Extracted data START

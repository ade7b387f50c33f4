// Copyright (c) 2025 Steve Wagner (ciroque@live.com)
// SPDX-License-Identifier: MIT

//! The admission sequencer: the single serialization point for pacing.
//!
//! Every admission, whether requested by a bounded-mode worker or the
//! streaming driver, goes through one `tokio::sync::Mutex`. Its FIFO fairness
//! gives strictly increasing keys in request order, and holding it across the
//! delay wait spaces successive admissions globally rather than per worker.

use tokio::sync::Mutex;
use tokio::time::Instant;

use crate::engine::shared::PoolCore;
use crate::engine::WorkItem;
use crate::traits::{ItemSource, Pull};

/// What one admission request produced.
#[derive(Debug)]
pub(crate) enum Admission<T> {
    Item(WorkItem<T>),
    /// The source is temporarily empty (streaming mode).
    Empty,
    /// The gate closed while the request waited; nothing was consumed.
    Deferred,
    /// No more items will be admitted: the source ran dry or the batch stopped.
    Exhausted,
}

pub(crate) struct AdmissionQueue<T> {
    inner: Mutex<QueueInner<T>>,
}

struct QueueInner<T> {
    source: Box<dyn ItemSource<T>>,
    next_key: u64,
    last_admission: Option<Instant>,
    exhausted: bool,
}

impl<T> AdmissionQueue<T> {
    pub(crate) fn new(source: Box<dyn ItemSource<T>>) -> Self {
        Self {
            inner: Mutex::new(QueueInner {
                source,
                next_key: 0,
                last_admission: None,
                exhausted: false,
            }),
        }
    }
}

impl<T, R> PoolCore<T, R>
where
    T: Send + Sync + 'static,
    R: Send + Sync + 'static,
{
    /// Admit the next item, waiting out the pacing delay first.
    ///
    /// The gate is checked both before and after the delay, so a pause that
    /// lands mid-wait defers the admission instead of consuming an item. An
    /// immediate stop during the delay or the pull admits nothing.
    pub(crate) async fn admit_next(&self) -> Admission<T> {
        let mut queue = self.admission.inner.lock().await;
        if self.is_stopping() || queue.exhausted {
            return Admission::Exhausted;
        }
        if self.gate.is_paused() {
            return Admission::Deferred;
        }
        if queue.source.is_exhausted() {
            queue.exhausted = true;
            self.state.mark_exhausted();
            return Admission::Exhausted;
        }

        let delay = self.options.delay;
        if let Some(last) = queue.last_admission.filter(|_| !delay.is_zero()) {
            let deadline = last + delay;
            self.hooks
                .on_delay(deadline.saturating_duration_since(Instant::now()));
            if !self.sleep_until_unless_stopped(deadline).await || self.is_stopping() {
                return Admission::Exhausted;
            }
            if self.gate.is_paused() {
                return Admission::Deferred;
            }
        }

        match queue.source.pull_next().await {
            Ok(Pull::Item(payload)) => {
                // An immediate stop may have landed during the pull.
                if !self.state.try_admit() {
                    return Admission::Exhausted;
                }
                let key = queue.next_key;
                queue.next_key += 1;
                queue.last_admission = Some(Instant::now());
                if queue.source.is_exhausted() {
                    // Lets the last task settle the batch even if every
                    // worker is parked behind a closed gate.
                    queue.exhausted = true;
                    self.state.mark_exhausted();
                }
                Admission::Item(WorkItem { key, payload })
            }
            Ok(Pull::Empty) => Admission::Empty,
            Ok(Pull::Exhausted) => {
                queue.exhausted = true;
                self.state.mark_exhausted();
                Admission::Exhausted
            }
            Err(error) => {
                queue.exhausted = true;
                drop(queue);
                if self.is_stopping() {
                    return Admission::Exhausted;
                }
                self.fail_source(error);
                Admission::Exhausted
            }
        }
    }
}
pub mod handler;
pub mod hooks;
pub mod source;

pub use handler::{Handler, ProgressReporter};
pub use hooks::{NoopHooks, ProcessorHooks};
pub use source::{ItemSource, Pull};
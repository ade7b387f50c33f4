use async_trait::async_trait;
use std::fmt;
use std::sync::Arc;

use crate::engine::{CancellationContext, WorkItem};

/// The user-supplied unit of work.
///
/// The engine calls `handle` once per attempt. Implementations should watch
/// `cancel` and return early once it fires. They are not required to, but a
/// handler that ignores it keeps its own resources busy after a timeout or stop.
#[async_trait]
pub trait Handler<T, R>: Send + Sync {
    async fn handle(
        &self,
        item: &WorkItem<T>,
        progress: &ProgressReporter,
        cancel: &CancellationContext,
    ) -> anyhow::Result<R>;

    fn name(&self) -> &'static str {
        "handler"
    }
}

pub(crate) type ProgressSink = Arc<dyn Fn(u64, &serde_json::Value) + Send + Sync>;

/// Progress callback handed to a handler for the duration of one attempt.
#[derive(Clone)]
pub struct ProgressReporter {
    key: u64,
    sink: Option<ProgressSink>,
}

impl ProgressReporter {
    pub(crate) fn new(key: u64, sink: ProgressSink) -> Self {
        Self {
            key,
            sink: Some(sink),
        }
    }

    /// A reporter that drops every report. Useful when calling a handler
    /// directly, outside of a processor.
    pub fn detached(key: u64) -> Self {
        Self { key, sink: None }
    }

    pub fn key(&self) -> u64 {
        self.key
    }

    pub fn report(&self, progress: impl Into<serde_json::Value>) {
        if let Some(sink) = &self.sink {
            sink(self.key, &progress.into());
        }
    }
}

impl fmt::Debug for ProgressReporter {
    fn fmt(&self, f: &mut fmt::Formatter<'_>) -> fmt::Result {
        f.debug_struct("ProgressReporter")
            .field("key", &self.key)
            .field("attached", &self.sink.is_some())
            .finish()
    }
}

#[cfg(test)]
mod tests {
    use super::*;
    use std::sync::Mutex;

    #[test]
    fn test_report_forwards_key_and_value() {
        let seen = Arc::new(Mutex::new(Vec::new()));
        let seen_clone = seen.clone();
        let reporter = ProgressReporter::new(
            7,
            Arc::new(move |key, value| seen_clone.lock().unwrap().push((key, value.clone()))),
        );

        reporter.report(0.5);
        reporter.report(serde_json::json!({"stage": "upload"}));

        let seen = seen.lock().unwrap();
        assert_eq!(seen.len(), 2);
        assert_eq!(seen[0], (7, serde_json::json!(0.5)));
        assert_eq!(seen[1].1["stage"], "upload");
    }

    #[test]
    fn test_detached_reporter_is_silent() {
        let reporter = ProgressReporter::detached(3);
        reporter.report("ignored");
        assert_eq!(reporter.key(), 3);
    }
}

Extracted data END
Extracted data START

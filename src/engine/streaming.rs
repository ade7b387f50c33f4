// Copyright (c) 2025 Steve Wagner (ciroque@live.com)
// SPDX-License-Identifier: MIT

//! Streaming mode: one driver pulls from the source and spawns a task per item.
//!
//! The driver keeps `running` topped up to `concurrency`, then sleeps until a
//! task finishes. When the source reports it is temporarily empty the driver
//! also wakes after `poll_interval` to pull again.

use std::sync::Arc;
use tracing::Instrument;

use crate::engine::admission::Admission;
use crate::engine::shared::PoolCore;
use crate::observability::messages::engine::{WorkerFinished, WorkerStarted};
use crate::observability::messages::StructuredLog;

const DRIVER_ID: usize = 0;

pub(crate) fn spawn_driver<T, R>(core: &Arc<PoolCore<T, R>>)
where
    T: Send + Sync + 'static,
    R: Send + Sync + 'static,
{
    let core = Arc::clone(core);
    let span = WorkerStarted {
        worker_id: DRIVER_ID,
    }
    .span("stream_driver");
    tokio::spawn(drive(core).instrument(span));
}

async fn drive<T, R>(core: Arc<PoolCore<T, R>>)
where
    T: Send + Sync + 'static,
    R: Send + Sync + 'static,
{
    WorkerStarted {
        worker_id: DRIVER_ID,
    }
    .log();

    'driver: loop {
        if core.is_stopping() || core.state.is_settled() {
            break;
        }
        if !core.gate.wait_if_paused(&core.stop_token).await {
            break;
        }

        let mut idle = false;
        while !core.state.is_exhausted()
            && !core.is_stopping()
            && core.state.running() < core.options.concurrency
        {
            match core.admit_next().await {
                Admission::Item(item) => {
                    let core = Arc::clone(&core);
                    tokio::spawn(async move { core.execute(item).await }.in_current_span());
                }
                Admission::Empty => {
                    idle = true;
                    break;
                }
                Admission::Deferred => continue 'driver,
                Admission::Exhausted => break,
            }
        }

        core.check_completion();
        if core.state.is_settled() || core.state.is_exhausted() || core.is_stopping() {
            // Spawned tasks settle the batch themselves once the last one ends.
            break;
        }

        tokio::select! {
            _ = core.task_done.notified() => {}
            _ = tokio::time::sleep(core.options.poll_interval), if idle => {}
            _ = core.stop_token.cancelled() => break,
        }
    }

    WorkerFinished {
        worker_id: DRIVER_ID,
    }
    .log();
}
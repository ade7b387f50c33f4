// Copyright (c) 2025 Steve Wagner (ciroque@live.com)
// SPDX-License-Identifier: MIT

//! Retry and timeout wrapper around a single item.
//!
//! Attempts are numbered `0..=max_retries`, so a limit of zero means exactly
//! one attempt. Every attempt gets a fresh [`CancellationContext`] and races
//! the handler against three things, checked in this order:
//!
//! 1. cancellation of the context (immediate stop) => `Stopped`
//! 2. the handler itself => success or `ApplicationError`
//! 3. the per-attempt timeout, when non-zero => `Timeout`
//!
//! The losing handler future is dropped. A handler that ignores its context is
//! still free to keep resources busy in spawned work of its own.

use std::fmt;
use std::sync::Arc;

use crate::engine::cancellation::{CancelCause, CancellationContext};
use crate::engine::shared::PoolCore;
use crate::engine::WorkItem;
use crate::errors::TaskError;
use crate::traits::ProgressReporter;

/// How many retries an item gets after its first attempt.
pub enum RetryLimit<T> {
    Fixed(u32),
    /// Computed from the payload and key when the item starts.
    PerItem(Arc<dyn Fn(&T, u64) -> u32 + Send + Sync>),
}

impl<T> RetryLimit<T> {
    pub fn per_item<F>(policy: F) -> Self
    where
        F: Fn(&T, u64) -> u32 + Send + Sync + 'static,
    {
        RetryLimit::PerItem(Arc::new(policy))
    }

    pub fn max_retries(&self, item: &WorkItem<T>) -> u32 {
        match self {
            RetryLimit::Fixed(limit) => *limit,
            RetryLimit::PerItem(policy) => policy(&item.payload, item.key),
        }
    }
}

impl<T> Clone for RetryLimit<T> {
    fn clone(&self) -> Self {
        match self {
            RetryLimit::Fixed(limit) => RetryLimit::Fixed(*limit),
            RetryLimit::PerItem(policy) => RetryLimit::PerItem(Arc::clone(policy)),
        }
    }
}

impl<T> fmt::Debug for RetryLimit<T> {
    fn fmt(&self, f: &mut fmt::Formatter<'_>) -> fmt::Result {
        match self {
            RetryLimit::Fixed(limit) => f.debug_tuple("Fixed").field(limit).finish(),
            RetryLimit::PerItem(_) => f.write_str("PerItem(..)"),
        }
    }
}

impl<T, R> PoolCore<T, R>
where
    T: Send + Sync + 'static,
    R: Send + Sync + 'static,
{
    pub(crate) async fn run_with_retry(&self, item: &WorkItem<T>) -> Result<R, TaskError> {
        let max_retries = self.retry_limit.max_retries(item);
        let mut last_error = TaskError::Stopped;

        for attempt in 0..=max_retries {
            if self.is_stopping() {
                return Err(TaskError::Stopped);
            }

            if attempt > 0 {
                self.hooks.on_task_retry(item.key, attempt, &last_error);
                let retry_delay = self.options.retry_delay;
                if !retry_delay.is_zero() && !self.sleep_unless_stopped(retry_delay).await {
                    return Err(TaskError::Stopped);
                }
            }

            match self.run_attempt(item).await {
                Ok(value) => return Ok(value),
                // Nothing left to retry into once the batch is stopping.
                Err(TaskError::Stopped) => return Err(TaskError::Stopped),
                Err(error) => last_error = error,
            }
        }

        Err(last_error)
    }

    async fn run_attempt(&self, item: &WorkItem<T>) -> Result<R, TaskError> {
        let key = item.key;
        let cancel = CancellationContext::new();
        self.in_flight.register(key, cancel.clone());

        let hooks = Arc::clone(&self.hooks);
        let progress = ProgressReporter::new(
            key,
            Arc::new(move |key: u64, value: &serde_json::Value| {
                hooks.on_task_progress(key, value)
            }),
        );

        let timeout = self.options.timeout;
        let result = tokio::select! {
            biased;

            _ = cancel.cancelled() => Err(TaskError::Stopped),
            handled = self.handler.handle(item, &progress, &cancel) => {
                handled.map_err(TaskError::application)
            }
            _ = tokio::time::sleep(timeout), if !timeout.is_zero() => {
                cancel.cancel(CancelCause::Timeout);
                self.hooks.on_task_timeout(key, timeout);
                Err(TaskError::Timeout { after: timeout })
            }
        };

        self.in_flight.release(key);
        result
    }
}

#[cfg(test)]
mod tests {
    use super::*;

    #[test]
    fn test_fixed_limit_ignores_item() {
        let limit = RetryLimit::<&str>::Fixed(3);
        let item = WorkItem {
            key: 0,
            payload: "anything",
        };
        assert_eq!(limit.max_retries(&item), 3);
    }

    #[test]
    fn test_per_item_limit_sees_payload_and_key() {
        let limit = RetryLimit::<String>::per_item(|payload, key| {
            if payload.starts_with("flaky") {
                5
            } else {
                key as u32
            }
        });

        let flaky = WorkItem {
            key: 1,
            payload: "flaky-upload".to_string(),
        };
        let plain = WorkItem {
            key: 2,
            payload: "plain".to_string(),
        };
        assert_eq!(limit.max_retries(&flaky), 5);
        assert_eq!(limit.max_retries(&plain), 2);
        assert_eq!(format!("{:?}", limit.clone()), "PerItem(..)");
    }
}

Extracted data END
Extracted data START

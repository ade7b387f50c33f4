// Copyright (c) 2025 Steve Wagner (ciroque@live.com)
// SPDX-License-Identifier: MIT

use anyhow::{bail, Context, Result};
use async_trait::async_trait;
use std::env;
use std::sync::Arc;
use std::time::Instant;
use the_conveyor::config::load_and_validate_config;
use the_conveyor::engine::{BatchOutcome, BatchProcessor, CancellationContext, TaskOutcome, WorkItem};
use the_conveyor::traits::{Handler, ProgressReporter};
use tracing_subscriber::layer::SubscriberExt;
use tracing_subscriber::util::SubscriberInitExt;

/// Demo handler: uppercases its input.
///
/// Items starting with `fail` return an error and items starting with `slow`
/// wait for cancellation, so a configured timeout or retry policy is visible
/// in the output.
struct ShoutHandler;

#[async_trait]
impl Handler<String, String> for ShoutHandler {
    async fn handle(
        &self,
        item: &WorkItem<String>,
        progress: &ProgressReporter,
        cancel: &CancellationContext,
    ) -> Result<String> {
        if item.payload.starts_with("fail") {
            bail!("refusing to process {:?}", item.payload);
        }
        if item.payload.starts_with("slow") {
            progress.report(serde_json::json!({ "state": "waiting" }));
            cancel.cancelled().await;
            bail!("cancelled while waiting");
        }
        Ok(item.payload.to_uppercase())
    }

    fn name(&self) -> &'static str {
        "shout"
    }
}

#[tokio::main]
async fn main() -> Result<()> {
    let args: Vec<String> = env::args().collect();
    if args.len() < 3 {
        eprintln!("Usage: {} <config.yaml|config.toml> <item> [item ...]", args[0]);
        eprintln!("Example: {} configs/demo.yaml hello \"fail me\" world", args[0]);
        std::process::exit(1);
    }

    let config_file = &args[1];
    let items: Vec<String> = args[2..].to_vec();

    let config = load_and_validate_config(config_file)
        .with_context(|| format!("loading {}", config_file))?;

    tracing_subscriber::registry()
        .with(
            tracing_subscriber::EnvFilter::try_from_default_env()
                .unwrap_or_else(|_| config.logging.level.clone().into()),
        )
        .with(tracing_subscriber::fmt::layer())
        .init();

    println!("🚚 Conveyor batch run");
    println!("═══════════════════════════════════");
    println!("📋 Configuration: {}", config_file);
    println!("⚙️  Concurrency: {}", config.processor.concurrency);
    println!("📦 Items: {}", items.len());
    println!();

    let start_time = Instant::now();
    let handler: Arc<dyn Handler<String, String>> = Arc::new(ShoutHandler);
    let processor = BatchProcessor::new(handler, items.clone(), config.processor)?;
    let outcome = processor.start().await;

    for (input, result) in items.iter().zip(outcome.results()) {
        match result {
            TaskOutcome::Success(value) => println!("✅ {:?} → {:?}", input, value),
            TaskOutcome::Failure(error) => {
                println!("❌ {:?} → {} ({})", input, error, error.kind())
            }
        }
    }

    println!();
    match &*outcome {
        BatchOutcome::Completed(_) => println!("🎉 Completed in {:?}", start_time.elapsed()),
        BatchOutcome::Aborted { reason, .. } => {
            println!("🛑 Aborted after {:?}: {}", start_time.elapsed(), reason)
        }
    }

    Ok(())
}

Extracted data END

__Problem to work on__: Please determine how many lines in the entries contain the word "CancellationContext" and answer with the number alone.

__Output of the task__: 7